2.2 VAS评分术后1、3、6 d腹腔镜组VAS评分较开腹组低,差异有统计学意义(均P<0.05)。见表2。

表2 两组VAS评分比较分)

2.3 并发症发生率腹腔镜组并发症发生率3.33%(1/30)与开腹组16.67%(5/30)比较,差异无统计学意义(P>0.05)。见表3。

表3 两组并发症发生率比较(n,%)

2.4 复发率腹腔镜组复发率3.33%(1/30)与开腹组6.67%(2/30)比较,差异无统计学意义(χ2=0.351,P=0.554)。

3 讨论

现阶段,手术是治疗子宫肌瘤的主要方式之一,开腹子宫肌瘤剔除术为既往临床常用术式,但随着医疗技术发展和患者医疗需求不断提高,开腹手术存在的创伤大、并发症多等不足逐渐得到临床重视[3-5]。
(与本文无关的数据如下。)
//! Execution orchestrator.
//!
//! Turns one [`ExecutionRequest`] into an isolated, time-bounded sandbox run:
//!
//! ```text
//! Created → WorkspaceReady → SandboxCreated → SandboxStarted → Attached
//!         → Draining → Terminated → Removed
//! ```
//!
//! Output draining starts as soon as the sandbox is attached and runs
//! alongside the input write and the wait for termination. Both of the
//! latter are bounded by the language deadline. The sandbox is removed and
//! the workspace deleted on every exit path; each job runs in its own task
//! so even a panic reaches cleanup.
//!
//! There is no bound on concurrent jobs and no queueing.

use std::pin::Pin;
use std::sync::Arc;
use std::time::{Duration, Instant};

use futures::StreamExt;
use tokio::io::{AsyncWrite, AsyncWriteExt};
use tokio::sync::oneshot;
use tracing::{debug, info, info_span, warn, Instrument};

use crate::error::ExecutionError;
use crate::execution::connection::EngineContext;
use crate::execution::container::{JobPhase, Sandbox};
use crate::execution::demux::{self, CapturedOutput};
use crate::execution::engine::{AttachedChannel, SandboxEngine};
use crate::execution::job::{ExecutionOutcome, ExecutionRequest, Job};
use crate::execution::resources::ExecutionLimits;
use crate::execution::workspace::{WorkspaceManager, INPUT_FILE_NAME};
use crate::languages::{LanguageRegistry, LanguageSpec};
use crate::metrics::MetricsCollector;

/// Default cap on captured bytes per stream.
pub const DEFAULT_MAX_OUTPUT_BYTES: usize = 4 * 1024 * 1024;

/// How long the output channel may stay open after the sandbox exits.
const DEFAULT_OUTPUT_GRACE: Duration = Duration::from_secs(5);

/// Knobs applied to every job.
#[derive(Debug, Clone)]
pub struct ExecutorSettings {
    pub limits: ExecutionLimits,
    pub network_mode: Option<String>,
    pub max_output_bytes: usize,
    pub output_grace: Duration,
}

impl Default for ExecutorSettings {
    fn default() -> Self {
        Self {
            limits: ExecutionLimits::default(),
            network_mode: None,
            max_output_bytes: DEFAULT_MAX_OUTPUT_BYTES,
            output_grace: DEFAULT_OUTPUT_GRACE,
        }
    }
}

/// Runs jobs against the shared engine connection.
pub struct Executor {
    context: Arc<EngineContext>,
    registry: Arc<LanguageRegistry>,
    workspaces: WorkspaceManager,
    settings: ExecutorSettings,
    metrics: MetricsCollector,
}

impl Executor {
    pub fn new(
        context: Arc<EngineContext>,
        registry: Arc<LanguageRegistry>,
        workspaces: WorkspaceManager,
        settings: ExecutorSettings,
    ) -> Self {
        Self {
            context,
            registry,
            workspaces,
            settings,
            metrics: MetricsCollector::new(),
        }
    }

    pub fn context(&self) -> &Arc<EngineContext> {
        &self.context
    }

    pub fn registry(&self) -> &LanguageRegistry {
        &self.registry
    }

    /// Checks a request without allocating anything.
    pub fn validate(&self, request: &ExecutionRequest) -> Result<Arc<LanguageSpec>, ExecutionError> {
        if request.language.trim().is_empty() || request.code.is_empty() {
            return Err(ExecutionError::EmptyCode);
        }
        self.registry
            .lookup(&request.language)
            .ok_or_else(|| ExecutionError::UnsupportedLanguage(request.language.clone()))
    }

    /// Runs one job to completion.
    ///
    /// Returns the outcome for any program that terminated, whatever its
    /// exit code, or the error of the phase that failed. Resources are
    /// released before this returns.
    pub async fn execute(
        &self,
        request: ExecutionRequest,
    ) -> Result<ExecutionOutcome, ExecutionError> {
        let language = self.validate(&request)?;
        let engine = self.context.engine().await?;

        let job = Job::new(language);
        let language_id = job.language.id.clone();
        let span = info_span!("job", job_id = %job.id, language = %language_id);
        let started = Instant::now();

        self.metrics.job_started();
        let handle = tokio::spawn(
            run_job(
                job,
                request,
                engine,
                self.workspaces.clone(),
                self.settings.clone(),
            )
            .instrument(span),
        );

        let result = match handle.await {
            Ok(result) => result,
            Err(e) if e.is_panic() => Err(ExecutionError::Fault("job task panicked".to_string())),
            Err(e) => Err(ExecutionError::Fault(e.to_string())),
        };
        self.metrics.job_finished();

        let outcome_label = match &result {
            Ok(outcome) if outcome.succeeded() => "success",
            Ok(_) => "nonzero_exit",
            Err(e) => e.phase(),
        };
        self.metrics
            .record_execution(&language_id, outcome_label, started.elapsed().as_secs_f64());

        result
    }
}

async fn run_job(
    mut job: Job,
    request: ExecutionRequest,
    engine: Arc<dyn SandboxEngine>,
    workspaces: WorkspaceManager,
    settings: ExecutorSettings,
) -> Result<ExecutionOutcome, ExecutionError> {
    let started = Instant::now();

    let workspace = workspaces.create(&job.id)?;
    workspace.write(&job.language.source_file, &request.code)?;
    let input = request.input.as_deref().filter(|text| !text.is_empty());
    if let Some(text) = input {
        workspace.write(INPUT_FILE_NAME, text)?;
    }
    job.advance(JobPhase::WorkspaceReady);

    let spec = job.sandbox_spec(
        workspace.host_path(),
        &settings.limits,
        settings.network_mode.as_deref(),
    );
    let sandbox = Sandbox::create(engine, &spec)
        .await
        .map_err(ExecutionError::Create)?;
    job.advance(JobPhase::SandboxCreated);

    let result = drive(&mut job, &sandbox, input, &settings).await;

    sandbox.remove().await;
    job.advance(JobPhase::Removed);
    workspace.destroy();

    let (captured, exit_code) = result?;
    if captured.is_truncated() {
        warn!(
            limit = settings.max_output_bytes,
            "Output exceeded the capture limit and was truncated"
        );
    }

    let outcome = ExecutionOutcome {
        job_id: job.id,
        language: job.language.id.clone(),
        stdout: captured.stdout_text(),
        stderr: captured.stderr_text(),
        exit_code,
        duration: started.elapsed(),
        truncated: captured.is_truncated(),
    };

    info!(
        exit_code,
        duration_ms = outcome.duration.as_millis() as u64,
        "Job finished"
    );
    Ok(outcome)
}

/// Start and attach, then drain output while feeding input and waiting
/// for exit under the language deadline.
async fn drive(
    job: &mut Job,
    sandbox: &Sandbox,
    input: Option<&str>,
    settings: &ExecutorSettings,
) -> Result<(CapturedOutput, i64), ExecutionError> {
    sandbox.start().await.map_err(ExecutionError::Start)?;
    job.advance(JobPhase::SandboxStarted);

    let AttachedChannel {
        output,
        input: stdin,
    } = sandbox.attach().await.map_err(ExecutionError::Attach)?;
    job.advance(JobPhase::Attached);

    let (stop_tx, stop_rx) = oneshot::channel::<()>();
    let mut drainer = tokio::spawn(demux::drain(
        output.take_until(stop_rx),
        settings.max_output_bytes,
    ));
    job.advance(JobPhase::Draining);

    let deadline = job.language.timeout();
    let waited = tokio::time::timeout(deadline, feed_and_wait(sandbox, stdin, input)).await;
    job.advance(JobPhase::Terminated);

    match waited {
        Ok(Ok(exit_code)) => {
            let joined = match tokio::time::timeout(settings.output_grace, &mut drainer).await {
                Ok(joined) => joined,
                Err(_) => {
                    warn!("Output channel still open after exit, closing it");
                    let _ = stop_tx.send(());
                    drainer.await
                }
            };
            let captured = joined
                .map_err(|e| ExecutionError::Fault(format!("output drain failed: {e}")))?;

            debug!(
                exit_code,
                stdout_bytes = captured.stdout().len(),
                stderr_bytes = captured.stderr().len(),
                "Output captured"
            );
            Ok((captured, exit_code))
        }
        Ok(Err(e)) => {
            let _ = stop_tx.send(());
            let _ = drainer.await;
            Err(e)
        }
        Err(_) => {
            let _ = stop_tx.send(());
            let partial = drainer.await.unwrap_or_default();
            warn!(
                deadline_secs = deadline.as_secs(),
                stdout_bytes = partial.stdout().len(),
                stderr_bytes = partial.stderr().len(),
                "Sandbox exceeded its deadline"
            );
            sandbox.log_diagnostics("deadline exceeded").await;
            Err(ExecutionError::Timeout {
                seconds: deadline.as_secs(),
            })
        }
    }
}

/// Writes input while waiting for the sandbox to exit.
///
/// A program may exit without reading all of its input; once the exit is
/// seen the pending write is dropped.
async fn feed_and_wait(
    sandbox: &Sandbox,
    stdin: Pin<Box<dyn AsyncWrite + Send>>,
    input: Option<&str>,
) -> Result<i64, ExecutionError> {
    let wait = sandbox.wait();
    tokio::pin!(wait);

    tokio::select! {
        fed = feed_input(stdin, input) => {
            fed?;
            wait.await.map_err(ExecutionError::Wait)
        }
        exited = &mut wait => exited.map_err(ExecutionError::Wait),
    }
}

async fn feed_input(
    mut stdin: Pin<Box<dyn AsyncWrite + Send>>,
    input: Option<&str>,
) -> Result<(), ExecutionError> {
    if let Some(text) = input {
        stdin
            .write_all(text.as_bytes())
            .await
            .map_err(ExecutionError::Input)?;
        stdin.flush().await.map_err(ExecutionError::Input)?;
    }
    // Programs reading stdin must see end-of-file.
    if let Err(e) = stdin.shutdown().await {
        debug!(error = %e, "Closing sandbox stdin failed");
    }
    Ok(())
}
探讨一种最佳术式,减轻机体创伤,对促使患者术后恢复有积极意义。腹腔镜下肌瘤剔除术在腹腔镜辅助下,可精准定位肌瘤位置,提高手术效率和手术质量。与开腹子宫肌瘤剔除术相比,腹腔镜下肌瘤剔除术具有以下优势:(1)腹腔镜下操作,可为术者提供清晰术野,有助于术者精准识别肌瘤同子宫肌壁及邻近组织关系,即能完整剔除肌瘤,又可减轻对邻近组织损伤;(2)可避免传统开腹手术腹腔长时间暴露,降低术后感染风险;(3)手术切口小,微创操作可减轻机体创伤,加快患者术后恢复进程;(4)术后瘢痕不明显,可满足现代女性的美学要求,避免因术后瘢痕影响患者身心健康[6-7]。本研究结果显示,腹腔镜组术中出血量较开腹组少,下床活动时间、住院时间较开腹组短,与马要敏[8]研究结果一致。本研究中腹腔镜组肛门排气时间较开腹组短,术后1、3、6 d腹腔镜组VAS评分较开腹组低,进一步证实腹腔镜下肌瘤剔除术的应用价值,可缩短肛门排气时间,减轻患者疼痛度。此外,在行腹腔镜下肌瘤剔除术过程中还应注意:(1)肌瘤数量>10个或在直径>10 cm的肌壁间子宫肌瘤情况下,不推荐应用该术式;(2)若瘤腔较深,应采取2层或3层缝合,以避免留死腔;(3)若术中出现镜下止血、分离、缝合困难,应及时中转开腹手术,以保障治疗安全性。

综上所述,腹腔镜下肌瘤剔除术治疗子宫肌瘤患者可减少术中出血量,并发症发生率低,可加快患者恢复进程,且复发率低,值得临床推广应用。